But I can certainly see what a nightmare it would be if you had a less stable/flighty landlord.

(Comments wont nest below this level)
Comment by palmetto
2017-10-04 09:32:34

Other than the deferred maintenance, our LLs were pretty much OK until they decided to sell. Then things got weird.

There were also problems with the property that were not the fault of the LL, such as drainage issues created by the vacant, unmaintained land behind the HOA. Also there were issues with the HOA which I won’t get into. All the homeowners were affected, though, not just our LL.

Comment by clark
2017-10-03 23:54:19

Dear Blue Sky,

Where do you live when the water is frozen?

Your life seems prime. If I were single, I’d follow your example. No doubt.

I imagine that my materialistic wife would hate your lifestyle. Especially when she got older, unable to climb ladders, no closet space, that sort of stuff. [Do you have any plans for when you're too old for boating, other than drowning?] Fine way to go, imho.

I imagine you live in a 1-bedroom apt in the off-season. I couldn’t deal with the transition, myself. If so, how do you deal with being all cramped up during Winter? I used to be river rat, I don’t understand how you do it in the off-season.

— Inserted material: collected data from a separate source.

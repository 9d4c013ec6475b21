//! Benchmark configuration.
//!
//! Sources, lowest precedence first:
//! 1. Default values
//! 2. YAML configuration file
//! 3. Environment variables with the `QBENCH_` prefix
//!
//! Command-line flags are applied on top by the CLI.

use std::collections::BTreeMap;
use std::path::Path;
use std::time::Duration;

use serde::{Deserialize, Serialize};

use qbench_hal::{BackendConfig, BackendRegistry};

use crate::error::ConfigError;
use crate::orchestrator::{DEFAULT_GROUND_TRUTH, Orchestrator, RunOptions};

/// Complete benchmark configuration.
#[derive(Debug, Clone, Serialize, Deserialize)]
pub struct BenchConfig {
    /// Backend whose distribution is the fidelity baseline.
    #[serde(default = "default_ground_truth")]
    pub ground_truth: String,

    /// Shots requested from sampling backends.
    #[serde(default = "default_shots")]
    pub shots: u32,

    /// Seed passed to backends that sample, unless their own config sets one.
    #[serde(default, skip_serializing_if = "Option::is_none")]
    pub seed: Option<u64>,

    /// Bounded wait for hardware jobs, in seconds.
    #[serde(default = "default_hardware_timeout")]
    pub hardware_timeout_seconds: u64,

    /// Hardware job status poll interval, in milliseconds.
    #[serde(default = "default_poll_interval")]
    pub poll_interval_ms: u64,

    /// Backends to run when none are named on the command line.
    #[serde(default = "default_backends")]
    pub default_backends: Vec<String>,

    /// Per-backend qubit ceilings (name to max qubits).
    #[serde(default)]
    pub qubit_ceilings: BTreeMap<String, u32>,

    /// Per-backend settings such as `endpoint`, `machine` or `max_qubits`.
    #[serde(default)]
    pub backends: BTreeMap<String, BackendConfig>,
}

fn default_ground_truth() -> String {
    DEFAULT_GROUND_TRUTH.to_string()
}

fn default_shots() -> u32 {
    1024
}

fn default_hardware_timeout() -> u64 {
    60
}

fn default_poll_interval() -> u64 {
    1000
}

fn default_backends() -> Vec<String> {
    vec!["statevector".into(), "unitary".into(), "sampler".into()]
}

impl Default for BenchConfig {
    fn default() -> Self {
        Self {
            ground_truth: default_ground_truth(),
            shots: default_shots(),
            seed: None,
            hardware_timeout_seconds: default_hardware_timeout(),
            poll_interval_ms: default_poll_interval(),
            default_backends: default_backends(),
            qubit_ceilings: BTreeMap::new(),
            backends: BTreeMap::new(),
        }
    }
}

impl BenchConfig {
    /// Parse YAML text.
    pub fn from_yaml(contents: &str) -> Result<Self, ConfigError> {
        serde_yaml_ng::from_str(contents).map_err(|e| ConfigError::Parse(e.to_string()))
    }

    /// Load a YAML file.
    pub fn from_file<P: AsRef<Path>>(path: P) -> Result<Self, ConfigError> {
        let path = path.as_ref();
        let contents = std::fs::read_to_string(path)
            .map_err(|e| ConfigError::Io(format!("{}: {}", path.display(), e)))?;
        Self::from_yaml(&contents)
    }

    /// Load from an optional file, apply environment overrides, validate.
    pub fn load(path: Option<&Path>) -> Result<Self, ConfigError> {
        let config = match path {
            Some(path) => Self::from_file(path)?,
            None => Self::default(),
        };
        let config = config.merge_env_with(|key| std::env::var(key).ok())?;
        config.validate()?;
        Ok(config)
    }

    /// Apply `QBENCH_*` overrides read through `lookup`.
    ///
    /// Only variables that are set override; a set but unparsable value is a
    /// parse error.
    pub fn merge_env_with<F>(mut self, lookup: F) -> Result<Self, ConfigError>
    where
        F: Fn(&str) -> Option<String>,
    {
        fn parsed<T: std::str::FromStr>(key: &str, value: &str) -> Result<T, ConfigError> {
            value
                .trim()
                .parse()
                .map_err(|_| ConfigError::Parse(format!("{key}: invalid value '{value}'")))
        }

        if let Some(v) = lookup("QBENCH_GROUND_TRUTH") {
            self.ground_truth = v;
        }
        if let Some(v) = lookup("QBENCH_SHOTS") {
            self.shots = parsed("QBENCH_SHOTS", &v)?;
        }
        if let Some(v) = lookup("QBENCH_SEED") {
            self.seed = Some(parsed("QBENCH_SEED", &v)?);
        }
        if let Some(v) = lookup("QBENCH_HARDWARE_TIMEOUT") {
            self.hardware_timeout_seconds = parsed("QBENCH_HARDWARE_TIMEOUT", &v)?;
        }
        if let Some(v) = lookup("QBENCH_POLL_INTERVAL_MS") {
            self.poll_interval_ms = parsed("QBENCH_POLL_INTERVAL_MS", &v)?;
        }
        if let Some(v) = lookup("QBENCH_BACKENDS") {
            self.default_backends = split_list(&v);
        }
        Ok(self)
    }

    /// Validate configuration values.
    pub fn validate(&self) -> Result<(), ConfigError> {
        if self.ground_truth.trim().is_empty() {
            return Err(ConfigError::Validation(
                "ground_truth must name a backend".to_string(),
            ));
        }
        if self.shots == 0 {
            return Err(ConfigError::Validation(
                "shots must be greater than 0".to_string(),
            ));
        }
        if self.poll_interval_ms == 0 {
            return Err(ConfigError::Validation(
                "poll_interval_ms must be greater than 0".to_string(),
            ));
        }
        if let Some(name) = self.default_backends.iter().find(|n| n.trim().is_empty()) {
            return Err(ConfigError::Validation(format!(
                "default_backends contains an empty name: {name:?}"
            )));
        }
        Ok(())
    }

    /// Orchestrator settings.
    pub fn run_options(&self) -> RunOptions {
        RunOptions {
            ground_truth: self.ground_truth.clone(),
            shots: self.shots,
            hardware_timeout: Duration::from_secs(self.hardware_timeout_seconds),
            poll_interval: Duration::from_millis(self.poll_interval_ms),
            qubit_ceilings: self.qubit_ceilings.clone(),
        }
    }

    /// Settings for backend `name`, with the run seed filled in.
    pub fn backend_config(&self, name: &str) -> BackendConfig {
        let mut config = self
            .backends
            .get(name)
            .cloned()
            .unwrap_or_else(|| BackendConfig::new(name));
        if config.name.is_empty() {
            config.name = name.to_string();
        }
        if let Some(seed) = self.seed {
            config
                .extra
                .entry("seed")
                .or_insert_with(|| serde_json::Value::from(seed));
        }
        config
    }

    /// Build an orchestrator over `registry` with these settings.
    pub fn orchestrator(&self, registry: BackendRegistry) -> Orchestrator {
        let names: Vec<String> = registry.available_backends();
        names.into_iter().fold(
            Orchestrator::new(registry, self.run_options()),
            |orch, name| {
                let config = self.backend_config(&name);
                orch.with_backend_config(name, config)
            },
        )
    }

    /// Serialize to YAML. Tokens are never written.
    pub fn to_yaml(&self) -> Result<String, ConfigError> {
        serde_yaml_ng::to_string(self).map_err(|e| ConfigError::Parse(e.to_string()))
    }
}

/// Split a comma-separated list, dropping empty entries.
pub fn split_list(value: &str) -> Vec<String> {
    value
        .split(',')
        .map(str::trim)
        .filter(|s| !s.is_empty())
        .map(str::to_string)
        .collect()
}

Per Ben’s comment asking about how Mike lives, I feel compelled to say, I live in a crappy, long ago-needs-new-carpet, 3-BD/2-BA rental SFH in Iowa and the landlord has taken differed maintenance to the extreme. Last fall, the excuse for Not fixing the roof leak was, ‘we didn’t get around to it’, then it became, ‘we’re sending a guy out this Spring’,… all the last three years, the roof leaked, and I haven’t seen anybody. I guess I’m glad I haven’t seen a Sargent Shultz city inspector demanding entry to my domicile, then [true story] telling my landlord to fix the ceiling - and not the leaky roof - like the last time in another nearby city, psft. [Is Trump gonna do anything about that? My Realtywhore owned city adminitratprs....]. Anyway, That said, I don’t feel any better about the roof leak on my chair in the living room.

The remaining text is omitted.